Il y a un paradoxe associé au livre qui paraît en
1966. D'une part, ce sont Les Mots et les choses qui ont rendu Foucault
immensément célèbre - l'Histoire de la folie
étant passée pratiquement inaperçue du grand
public (assez peu de réactions universitaires également,
sauf les lectures de Vuillemin et Althusser et des articles de Blanchot,
Barthes, Serres, Mandrou - cf. Eribon, 142-143). Mais d'autre part,
Foucault lui-même ne concevait le livre de 1966 que comme
un "appendice" aux deux livres précédents.

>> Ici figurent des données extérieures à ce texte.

//! Stops plus the symmetric travel relation between them.

use std::collections::HashMap;

use tracing::warn;

use super::DistanceMatrix;
use crate::error::{GraphDefect, Result, RoutingError};
use crate::models::{Stop, TravelLink};

/// A stop adjacent to some other stop.
#[derive(Debug, Clone, Copy, PartialEq)]
pub struct Neighbor {
    /// Id of the adjacent stop.
    pub id: usize,
    /// Explicit link cost, or `None` when the leg is priced by distance.
    pub travel_cost: Option<f64>,
}

#[derive(Debug, Clone)]
enum Adjacency {
    /// Every pair of stops is directly connected.
    Complete,
    /// Per-position neighbor lists in link insertion order.
    Explicit(Vec<Vec<Neighbor>>),
}

/// The set of stops (exactly one depot) and the links between them.
///
/// Built either as a complete graph, where every pair of stops is adjacent
/// and priced by distance, or from an explicit list of undirected links.
/// The graph is read-only after construction.
///
/// # Examples
///
/// ```
/// use u_dispatch::models::{Stop, TravelLink};
/// use u_dispatch::graph::LocationGraph;
///
/// let stops = vec![
///     Stop::depot(0, 0.0, 0.0),
///     Stop::customer(1, 3.0, 4.0, 10.0, 3.0),
///     Stop::customer(2, 8.0, 1.0, 12.0, 2.0),
/// ];
/// let graph = LocationGraph::with_links(stops, vec![TravelLink::new(0, 1)]).unwrap();
/// assert_eq!(graph.depot().id(), 0);
/// assert_eq!(graph.num_customers(), 2);
/// assert_eq!(graph.neighbors(0).unwrap().len(), 1);
/// assert!(graph.neighbors(2).unwrap().is_empty());
/// assert!(graph.neighbors(9).is_err());
/// ```
#[derive(Debug, Clone)]
pub struct LocationGraph {
    stops: Vec<Stop>,
    positions: HashMap<usize, usize>,
    depot: usize,
    distances: DistanceMatrix,
    adjacency: Adjacency,
}

impl LocationGraph {
    /// Builds a graph in which every stop is adjacent to every other.
    pub fn complete(stops: Vec<Stop>) -> Result<Self> {
        Self::build(stops, Adjacency::Complete)
    }

    /// Builds a graph with adjacency given by undirected `links`.
    ///
    /// Duplicate links (in either direction) and self-loops are ignored;
    /// the first occurrence of a pair wins.
    pub fn with_links(stops: Vec<Stop>, links: Vec<TravelLink>) -> Result<Self> {
        let mut graph = Self::build(stops, Adjacency::Explicit(Vec::new()))?;
        let mut lists: Vec<Vec<Neighbor>> = vec![Vec::new(); graph.stops.len()];

        for link in &links {
            let a = graph.position(link.from())?;
            let b = graph.position(link.to())?;
            if let Some(cost) = link.travel_cost() {
                if !cost.is_finite() || cost < 0.0 {
                    return Err(GraphDefect::InvalidTravelCost {
                        from: link.from(),
                        to: link.to(),
                    }
                    .into());
                }
            }
            if a == b {
                warn!(stop = link.from(), "ignoring self-loop travel link");
                continue;
            }
            if lists[a].iter().any(|n| n.id == link.to()) {
                warn!(
                    from = link.from(),
                    to = link.to(),
                    "ignoring duplicate travel link"
                );
                continue;
            }
            lists[a].push(Neighbor {
                id: link.to(),
                travel_cost: link.travel_cost(),
            });
            lists[b].push(Neighbor {
                id: link.from(),
                travel_cost: link.travel_cost(),
            });
        }

        graph.adjacency = Adjacency::Explicit(lists);
        Ok(graph)
    }

    fn build(stops: Vec<Stop>, adjacency: Adjacency) -> Result<Self> {
        let mut positions = HashMap::with_capacity(stops.len());
        let mut depots = Vec::new();

        for (pos, stop) in stops.iter().enumerate() {
            if positions.insert(stop.id(), pos).is_some() {
                return Err(GraphDefect::DuplicateStop { id: stop.id() }.into());
            }
            if !stop.has_finite_position() {
                return Err(GraphDefect::NonFiniteCoordinate { id: stop.id() }.into());
            }
            if !stop.has_finite_amounts() {
                return Err(GraphDefect::NonFiniteAmount { id: stop.id() }.into());
            }
            if stop.is_depot() {
                depots.push(pos);
            }
        }

        let depot = match depots.as_slice() {
            [] => return Err(GraphDefect::NoDepot.into()),
            [only] => *only,
            many => {
                let ids = many.iter().map(|&p| stops[p].id()).collect();
                return Err(GraphDefect::MultipleDepots { ids }.into());
            }
        };

        let distances = DistanceMatrix::from_stops(&stops);
        Ok(Self {
            stops,
            positions,
            depot,
            distances,
            adjacency,
        })
    }

    /// The depot stop.
    pub fn depot(&self) -> &Stop {
        &self.stops[self.depot]
    }

    /// All stops in load order.
    pub fn stops(&self) -> &[Stop] {
        &self.stops
    }

    /// Customer stops in load order.
    pub fn customers(&self) -> impl Iterator<Item = &Stop> {
        self.stops.iter().filter(|s| !s.is_depot())
    }

    /// Number of customers (excluding the depot).
    pub fn num_customers(&self) -> usize {
        self.stops.len() - 1
    }

    /// `true` when the graph was built from explicit links.
    pub fn has_explicit_links(&self) -> bool {
        matches!(self.adjacency, Adjacency::Explicit(_))
    }

    pub fn contains(&self, id: usize) -> bool {
        self.positions.contains_key(&id)
    }

    /// Looks up a stop by id.
    pub fn stop(&self, id: usize) -> Result<&Stop> {
        Ok(&self.stops[self.position(id)?])
    }

    /// Stops directly linked to `id`.
    ///
    /// In a complete graph this is every other stop, in load order.
    pub fn neighbors(&self, id: usize) -> Result<Vec<Neighbor>> {
        let pos = self.position(id)?;
        let neighbors = match &self.adjacency {
            Adjacency::Complete => self
                .stops
                .iter()
                .enumerate()
                .filter(|&(p, _)| p != pos)
                .map(|(_, s)| Neighbor {
                    id: s.id(),
                    travel_cost: None,
                })
                .collect(),
            Adjacency::Explicit(lists) => lists[pos].clone(),
        };
        Ok(neighbors)
    }

    /// Direct link between two stops, if they are adjacent.
    pub fn link(&self, from: usize, to: usize) -> Result<Option<Neighbor>> {
        let a = self.position(from)?;
        let b = self.position(to)?;
        let found = match &self.adjacency {
            Adjacency::Complete => (a != b).then_some(Neighbor {
                id: to,
                travel_cost: None,
            }),
            Adjacency::Explicit(lists) => lists[a].iter().find(|n| n.id == to).copied(),
        };
        Ok(found)
    }

    /// Euclidean distance between two stops.
    pub fn distance(&self, from: usize, to: usize) -> Result<f64> {
        Ok(self.distances.get(self.position(from)?, self.position(to)?))
    }

    pub(crate) fn distance_between(&self, from_pos: usize, to_pos: usize) -> f64 {
        self.distances.get(from_pos, to_pos)
    }

    pub(crate) fn position(&self, id: usize) -> Result<usize> {
        self.positions
            .get(&id)
            .copied()
            .ok_or(RoutingError::UnknownStop { id })
    }
}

Cf. ses remarques en 1976 :
"…ce qui fait exception, finalement, ce sont Les Mots
et les Choses, qui est une sorte d'excursus. Personne ne s'est intéressé
au départ à mon premier livre, sauf les littéraires
comme Barthes ou Blanchot. Mais aucun psychiatre, aucun sociologue,
aucun homme de gauche. Avec La naissance de la clinique, ce fut
encore pis : silence total. La folie, la santé, ce n'était
pas encore un problème théorique et politique noble,
à cette époque. Ce qui était noble, c'était
la relecture de Marx, la psychanalyse, la sémiologie. De
sorte que j'ai été fort déçu de cet
inintérêt, je ne m'en cache pas. J'ai laissé
donc tout cela en jachère et je me suis mis à la rédaction
des Mots et les Choses, un ouvrage sur les sciences empiriques et
leur transformation purement théorique aux XVIIIe et XIXe
siècles, mais c'était en quelque sorte un appendice
aux deux livres précédents. Et puis en 1968, brusquement,
ces problèmes de folie, de santé, de sexualité,
de corps sont entrés directement dans le champ des préoccupations
politiques. Le statut des fous intéressait tout à
coup toute la population. Ces livres-là, soudain, furent
donc surconsommés, alors qu'ils étaient sous-consommés
pendant la période précédente. J'ai donc repris
mon sillon après cette date, avec plus de sérénité
d'esprit et avec plus de certitude sur le fait que je ne m'étais
pas trompé". ("L'illégalisme et l'art de
punir", DE III, 85-89, ici 88).
Les Mots et les choses ne sont donc en rien, du point de vue de
Foucault, son ouvrage central. Il s'agit plutôt du développement
de l'analyse de l'expérience sociale, morale, imaginaire
du partage de la folie en une question plus générale
sur l'origine, dans la culture occidentale, de l'interrogation sur
l'homme.
Ailleurs, Foucault présentera l'Histoire de la folie comme
l'analyse de l'expérience de l'Autre, de celui qui est à
exclure, et Les Mots et les choses comme l'analyse de l'expérience
du Même, i.e. de l'ordre des parentés, des ressemblances,
des classifications.
La notion d'"ordre"
Les Mots et les choses était d'abord intitulé L'Ordre
des choses. La notion d'ordre est importante et essentiellement
liée à celle d'épistémè, d'a
priori historique, d'espace de simultanéités - notions
très problématiques, mais que l'Archéologie
du savoir tentera ensuite de préciser.
Selon la Préface, p. 11 :
"L'ordre, c'est à la fois ce qui se donne dans les choses
comme leur loi intérieure, le réseau secret selon
lequel elles se regardent en quelque sorte les unes les autres et
ce qui n'existe qu'à travers la grille d'un regard, d'une
attention, d'un langage ; et c'est seulement dans les cases blanches
de ce quadrillage qu'il se manifeste en profondeur comme déjà
là, attendant en silence le moment d'être énoncé".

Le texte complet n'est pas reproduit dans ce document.